(Beginning of SOURCE MATERIAL)

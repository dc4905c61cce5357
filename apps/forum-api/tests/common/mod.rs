#![allow(dead_code)]

use std::net::SocketAddr;
use std::sync::Arc;

use forum_api::auth::session::SessionStore;
use forum_api::chat::dispatch::{self, ChatDispatcher};
use forum_api::chat::registry::ConnectionRegistry;
use forum_api::config::Config;
use forum_api::store::memory::MemoryBackend;
use forum_api::store::{MessageStore, UserDirectory};
use forum_api::AppState;

/// Build a test AppState over the in-memory backend, with the dispatcher
/// consumer already running.
pub fn test_state() -> AppState {
    let backend = Arc::new(MemoryBackend::new());
    let users: Arc<dyn UserDirectory> = backend.clone();
    let messages: Arc<dyn MessageStore> = backend;

    let registry = Arc::new(ConnectionRegistry::new());
    let (dispatcher, dispatch_rx) = ChatDispatcher::channel();
    tokio::spawn(dispatch::run(dispatch_rx, registry.clone()));

    AppState {
        users,
        messages,
        sessions: Arc::new(SessionStore::new()),
        registry,
        dispatcher,
        config: Arc::new(Config {
            database_url: String::new(),
            port: 0,
            db_pool_size: 1,
        }),
    }
}

/// Start an actual TCP server for end-to-end testing.
/// Returns (addr, state). The server runs in the background.
pub async fn start_server() -> (SocketAddr, AppState) {
    let state = test_state();
    let app = forum_api::routes::router().with_state(state.clone());

    let listener = tokio::net::TcpListener::bind("127.0.0.1:0")
        .await
        .expect("bind");
    let addr = listener.local_addr().unwrap();

    tokio::spawn(async move {
        axum::serve(listener, app).await.unwrap();
    });

    (addr, state)
}

/// Register a user and return their id.
pub async fn register_user(addr: SocketAddr, nickname: &str) -> String {
    let client = reqwest::Client::new();
    let resp = client
        .post(format!("http://{addr}/api/register"))
        .json(&serde_json::json!({
            "nickname": nickname,
            "email": format!("{nickname}@example.com"),
            "password": "correct-horse",
        }))
        .send()
        .await
        .expect("register request");
    assert_eq!(resp.status(), 201, "register should succeed");

    let body: serde_json::Value = resp.json().await.expect("parse register response");
    body["id"].as_str().expect("id present").to_string()
}

/// Log a registered user in and return the session cookie value.
pub async fn login_user(addr: SocketAddr, nickname: &str) -> String {
    let client = reqwest::Client::new();
    let resp = client
        .post(format!("http://{addr}/api/login"))
        .json(&serde_json::json!({
            "identifier": nickname,
            "password": "correct-horse",
        }))
        .send()
        .await
        .expect("login request");
    assert_eq!(resp.status(), 200, "login should succeed");

    extract_session_cookie(&resp).expect("session cookie set")
}

/// Pull the session token out of a Set-Cookie header.
pub fn extract_session_cookie(resp: &reqwest::Response) -> Option<String> {
    resp.headers()
        .get_all("set-cookie")
        .iter()
        .filter_map(|v| v.to_str().ok())
        .find_map(|cookie| {
            let (name_value, _) = cookie.split_once(';').unwrap_or((cookie, ""));
            let (name, value) = name_value.split_once('=')?;
            (name == "session_token").then(|| value.to_string())
        })
}

/// Register and log in, returning (user_id, session_token).
pub async fn register_and_login(addr: SocketAddr, nickname: &str) -> (String, String) {
    let user_id = register_user(addr, nickname).await;
    let token = login_user(addr, nickname).await;
    (user_id, token)
}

(End of SOURCE MATERIAL)

* EXERCISE DESCRIPTION: Would you return each line of the material above, unchanged, from the first one through the line where "for end-to-end testing." appears?

* EXERCISE SOLUTION:
repository dc4905c61cce5357
filename apps/forum-api/tests/common/mod.rs
#![allow(dead_code)]

use std::net::SocketAddr;
use std::sync::Arc;

use forum_api::auth::session::SessionStore;
use forum_api::chat::dispatch::{self, ChatDispatcher};
use forum_api::chat::registry::ConnectionRegistry;
use forum_api::config::Config;
use forum_api::store::memory::MemoryBackend;
use forum_api::store::{MessageStore, UserDirectory};
use forum_api::AppState;

/// Build a test AppState over the in-memory backend, with the dispatcher
/// consumer already running.
pub fn test_state() -> AppState {
    let backend = Arc::new(MemoryBackend::new());
    let users: Arc<dyn UserDirectory> = backend.clone();
    let messages: Arc<dyn MessageStore> = backend;

    let registry = Arc::new(ConnectionRegistry::new());
    let (dispatcher, dispatch_rx) = ChatDispatcher::channel();
    tokio::spawn(dispatch::run(dispatch_rx, registry.clone()));

    AppState {
        users,
        messages,
        sessions: Arc::new(SessionStore::new()),
        registry,
        dispatcher,
        config: Arc::new(Config {
            database_url: String::new(),
            port: 0,
            db_pool_size: 1,
        }),
    }
}

/// Start an actual TCP server for end-to-end testing.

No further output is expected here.